Mengulik Ekspor Listrik 100% PLTS Atap Saat Pasokan Melimpah

Anisatul Umah, CNBC Indonesia
Selasa, 21/09/2021 16:40 WIB
Foto: Pembangkit Listrik Tenaga Surya (PLTS). (CNBC Indonesia/ Andrean Krtistianto)

Jakarta, CNBC Indonesia - Kementerian Energi dan Sumber Daya Mineral (ESDM) terus mendorong pemanfaatan Pembangkit Listrik Tenaga Surya (PLTS) Atap. Setidaknya sampai tahun 2025 ditargetkan ada penambahan kapasitas 3,6 Giga Watt (GW) dari PLTS Atap.

Demi menggencarkan PLTS Atap, pemerintah tengah merevisi Peraturan Menteri (Permen) ESDM Nomor 49 Tahun 2018 jo No. 13/2019 jo No.16/2019 tentang Penggunaan Sistem Pembangkit Listrik Tenaga Surya (PLTS) Atap oleh Konsumen PT PLN (Persero).

Salah satu poin yang direvisi adalah mengenai ketentuan ekspor listrik ke PT PLN (Persero), yang mulanya dibatasi 65%, direvisi menjadi 100%.


Namun di sisi lain, kondisi pasokan listrik di Tanah Air ini kini tengah berlebih (oversupply), terutama ketika permintaan listrik masyarakat masih rendah saat dihantam pandemi saat ini.

Lantas, wajarkah rencana perubahan aturan PLTS Atap di tengah kondisi oversupply listrik saat ini?

Menjawab hal ini, Anggota Komisi VII DPR RI Fraksi Partai Keadilan Sejahtera (FPKS) Mulyanto menyebut bahwa draft perubahan Peraturan Menteri ESDM tentang PLTS Atap ini masih perlu disempurnakan, khususnya yang mengatur ekspor impor listrik dari pengguna tenaga surya ke PLN sebesar 1:1.

"Terkesan tidak adil, Permen ini hanya akan menguntungkan industri, bisnis dan perumahan mewah, namun menjadi beban untuk PLN," ungkapnya kepada CNBC Indonesia, dikutip Selasa (21/09/2021).

Dia mengatakan, memang ketentuan ini bagus untuk mendorong produksi listrik dari Energi Baru Terbarukan (EBT), serta mempercepat pencapaian target bauran energi baru terbarukan menjadi 23% pada 2025 mendatang.
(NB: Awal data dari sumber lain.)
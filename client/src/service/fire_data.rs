use crate::api::ApiClient;
use fireflightcore::geo::{search_radius, Radius};
use fireflightcore::model::{
    LocationUpdate, Marker, NewLocation, PublicSearch, SelectedMarker, SelectionKind,
    UserLocation, Viewport,
};
use fireflightcore::state::{Action, FieldGroup, FireDataState, Store, Ticket};
use fireflightcore::storage::Storage;
use fireflightcore::telemetry::{log_outcome, CallMetrics};
use fireflightcore::{FireError, FireResult};
use log::{info, warn};
use std::sync::Arc;

/// Result of an address search.
#[derive(Debug, Clone)]
pub struct SearchOutcome {
    pub place_name: String,
    pub search: PublicSearch,
    pub alerts: Vec<Marker>,
}

/// Fetches fire and location data and mirrors it into the shared store.
pub struct FireDataService {
    api: ApiClient,
    store: Arc<Store>,
    storage: Arc<Storage>,
    metrics: Arc<CallMetrics>,
}

impl FireDataService {
    pub fn new(api: ApiClient, storage: Arc<Storage>, metrics: Arc<CallMetrics>) -> Self {
        Self {
            api,
            store: Arc::new(Store::default()),
            storage,
            metrics,
        }
    }

    pub fn store(&self) -> Arc<Store> {
        self.store.clone()
    }

    pub fn snapshot(&self) -> FireDataState {
        self.store.snapshot()
    }

    fn commit(&self, ticket: Ticket, action: Action) {
        if !self.store.commit(ticket, action) {
            self.metrics.record_stale();
        }
    }

    /// Applies a local selection change. Any in-flight write for the
    /// previous selection becomes stale.
    fn select(&self, action: Action) {
        let ticket = self.store.begin(FieldGroup::Selection);
        self.commit(ticket, action);
    }

    fn require_token(&self) -> FireResult<String> {
        self.storage
            .token()?
            .ok_or_else(|| FireError::Authentication("Please log in first.".into()))
    }

    fn selected_saved(&self) -> FireResult<(SelectedMarker, u64)> {
        let selected = self
            .snapshot()
            .selected_marker
            .filter(|selected| selected.kind == SelectionKind::SavedLocation);
        match selected {
            Some(selected) => match selected.id {
                Some(id) => Ok((selected, id)),
                None => Err(FireError::validation("selected location has no id")),
            },
            None => Err(FireError::validation("Select a saved location first")),
        }
    }

    fn selected_temp(&self) -> FireResult<SelectedMarker> {
        self.snapshot()
            .selected_marker
            .filter(|selected| selected.kind == SelectionKind::TempLocation)
            .ok_or_else(|| FireError::validation("Select a search result to save"))
    }

    /// Replaces the fire list. Returns how many fires are known.
    pub async fn load_all_fires(&self) -> FireResult<usize> {
        let ticket = self.store.begin(FieldGroup::AllFires);
        let result = self.api.fetch_fires().await;
        log_outcome(&self.metrics, "GET /fpfire", &result);
        let fires = result?;
        let count = fires.len();
        self.commit(ticket, Action::SetAllFires(fires));
        Ok(count)
    }

    /// Geocodes `address` and marks fires within the typed radius.
    ///
    /// A radius that does not parse still places the search pin but
    /// produces no alerts.
    pub async fn search_address(
        &self,
        address: &str,
        radius_input: &str,
    ) -> FireResult<SearchOutcome> {
        let address = address.trim();
        if address.is_empty() {
            return Err(FireError::field("address", "Enter an address to search"));
        }
        let radius = search_radius(radius_input);

        let ticket = self.store.begin(FieldGroup::PublicSearch);
        let result = self.api.geocode(address).await;
        log_outcome(&self.metrics, "GET /geocoding", &result);
        let feature = result?
            .into_iter()
            .next()
            .ok_or_else(|| FireError::NotFound(format!("address {address:?}")))?;

        let search = PublicSearch {
            address: address.to_string(),
            coordinate: feature.center,
            radius,
        };
        self.commit(ticket, Action::SetPublicSearch(search.clone()));
        let alerts = match self.snapshot().public_search {
            Some(current) if current == search => self.snapshot().local_fire_markers,
            _ => Vec::new(),
        };
        Ok(SearchOutcome {
            place_name: feature.place_name,
            search,
            alerts,
        })
    }

    /// Opens the popup for the current search pin.
    pub fn select_search_result(&self) -> FireResult<SelectedMarker> {
        let search = self
            .snapshot()
            .public_search
            .ok_or_else(|| FireError::NotFound("search result".into()))?;
        let selected = SelectedMarker::temp(&search);
        self.select(Action::SelectMarker(selected.clone()));
        Ok(selected)
    }

    pub fn select_saved_location(&self, id: u64) -> FireResult<SelectedMarker> {
        let location = self
            .snapshot()
            .user_locations
            .into_iter()
            .find(|location| location.id == id)
            .ok_or_else(|| FireError::NotFound(format!("saved location {id}")))?;
        let selected = SelectedMarker::saved(&location);
        self.select(Action::SelectMarker(selected.clone()));
        Ok(selected)
    }

    pub fn select_fire(&self, index: usize) -> FireResult<SelectedMarker> {
        let state = self.snapshot();
        let fire = state
            .all_fires
            .get(index)
            .ok_or_else(|| FireError::NotFound(format!("fire #{index}")))?;
        let selected = SelectedMarker::fire(fire);
        self.select(Action::SelectMarker(selected.clone()));
        Ok(selected)
    }

    pub fn close_selected_marker(&self) {
        self.select(Action::ClearSelectedMarker);
    }

    pub fn set_public_viewport(&self, viewport: Viewport) {
        self.store.dispatch(Action::SetPublicViewport(viewport));
    }

    /// Saves the selected search result as a watched location.
    pub async fn save_selected_location(&self) -> FireResult<Marker> {
        let Some(token) = self.storage.token()? else {
            return Err(FireError::Authentication(
                "Please log in to save a location.".into(),
            ));
        };
        let selected = self.selected_temp()?;
        let address = selected
            .label
            .clone()
            .ok_or_else(|| FireError::field("address", "Selected pin has no address"))?;
        let radius = selected
            .radius
            .ok_or_else(|| FireError::field("radius", "Radius is required"))?;

        let locations = self.store.begin(FieldGroup::UserLocations);
        let selection = self.store.begin(FieldGroup::Selection);
        let result = self
            .api
            .create_location(&token, &NewLocation {
                address: address.clone(),
                radius,
            })
            .await;
        log_outcome(&self.metrics, "POST /locations", &result);
        result?;

        let marker = Marker::saved_location(selected.coordinate(), &address);
        self.commit(locations, Action::SaveLocation(marker.clone()));
        self.commit(selection, Action::DeleteLocationMarker);
        info!("saved {:?} with radius {}", address, radius);
        Ok(marker)
    }

    /// Fetches saved locations without touching their markers.
    pub async fn load_user_locations(&self) -> FireResult<Vec<UserLocation>> {
        let token = self.require_token()?;
        let ticket = self.store.begin(FieldGroup::UserLocations);
        let result = self.api.list_locations(&token).await;
        log_outcome(&self.metrics, "GET /locations", &result);
        let locations = result?;
        self.commit(ticket, Action::SetUserLocationRecords(locations.clone()));
        Ok(locations)
    }

    /// Fetches saved locations and rebuilds their markers and alerts.
    pub async fn refresh_user_locations(&self) -> FireResult<Vec<UserLocation>> {
        let token = self.require_token()?;
        let ticket = self.store.begin(FieldGroup::UserLocations);
        let result = self.api.list_locations(&token).await;
        log_outcome(&self.metrics, "GET /locations", &result);
        let locations = result?;
        self.commit(ticket, Action::SetUserLocations(locations.clone()));
        Ok(locations)
    }

    /// Deletes the selected saved location. Returns its id.
    ///
    /// Once the server confirms, the record and its pin are dropped locally
    /// even if the follow-up refresh fails.
    pub async fn delete_selected_location(&self) -> FireResult<u64> {
        let (_, id) = self.selected_saved()?;
        let token = self.require_token()?;
        let selection = self.store.begin(FieldGroup::Selection);
        let result = self.api.delete_location(&token, id).await;
        log_outcome(&self.metrics, "DELETE /locations", &result);
        result?;
        self.commit(selection, Action::ClearSelectedMarker);
        let locations = self.store.begin(FieldGroup::UserLocations);
        self.commit(locations, Action::RemoveUserLocation(id));
        if let Err(err) = self.refresh_user_locations().await {
            warn!("location {} deleted but refresh failed: {}", id, err);
        }
        Ok(id)
    }

    /// Changes the radius of the selected saved location.
    pub async fn update_selected_radius(&self, input: &str) -> FireResult<Radius> {
        let radius = Radius::parse(input)?;
        let (_, id) = self.selected_saved()?;
        let token = self.require_token()?;
        let selection = self.store.begin(FieldGroup::Selection);
        let result = self
            .api
            .update_location(&token, id, LocationUpdate::Radius(radius))
            .await;
        log_outcome(&self.metrics, "PUT /locations radius", &result);
        result?;
        self.commit(selection, Action::UpdateSelectedRadius(radius));
        self.refresh_user_locations().await?;
        Ok(radius)
    }

    /// Flips notifications for the selected saved location.
    ///
    /// The selection changes immediately and is flipped back if the server
    /// rejects the write, as long as the selection has not changed since.
    pub async fn toggle_notifications(&self) -> FireResult<bool> {
        let (selected, id) = self.selected_saved()?;
        let token = self.require_token()?;
        let enabled = !selected.notifications.unwrap_or(false);
        let selection = self.store.begin(FieldGroup::Selection);
        self.commit(selection, Action::ToggleNotifications);

        let result = self
            .api
            .update_location(&token, id, LocationUpdate::Notifications(enabled))
            .await;
        log_outcome(&self.metrics, "PUT /locations notifications", &result);
        if let Err(err) = result {
            self.commit(selection, Action::ToggleNotifications);
            return Err(err);
        }
        Ok(enabled)
    }
}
Dengan aturan ekspor impor tersebut, maka pengguna PLTS akan semakin bersemangat.

Namun, lanjutnya, bila ini dibiarkan hanya di daerah-daerah surplus listrik, maka ini akan membebankan PLN.

"Namun kalau sasaran regulasi ini adalah pelanggan di wilayah Jawa-Bali-Sumatera yang surplus listrik, maka PLN akan buntung," sesalnya.

Penambahan kapasitas listrik dari PLTS Atap hingga 3,6 GW inilah yang membuat buntung. PLN, imbuhnya, tidak memerlukan tambahan produksi di wilayah yang listriknya oversupply.

"Sebab jumlah biaya yang harus dibayar oleh PLN lumayan sekitar 3,61 GW. Padahal PLN tidak memerlukan tambahan produksi di wilayah-wilayah surplus listrik," lanjutnya.

Sementara itu, berdasarkan data PLN, pada semester I 2021 tercatat beban puncak kelistrikan telah berada di atas 27 ribu Mega Watt (MW) dengan beban puncak tertinggi terjadi pada 8 Juni 2021 sebesar 27.335 MW. Sebelumnya pada 2020, beban puncak kelistrikan Jawa Bali hanya berada di angka 26 ribu MW.

Adapun daya mampu listrik PLN saat ini mencapai 57 Giga Watt (GW) dan bahkan akan meningkat lagi dengan mulai beroperasinya Pembangkit Listrik Tenaga Uap (PLTU) 35 GW pada tahun-tahun mendatang.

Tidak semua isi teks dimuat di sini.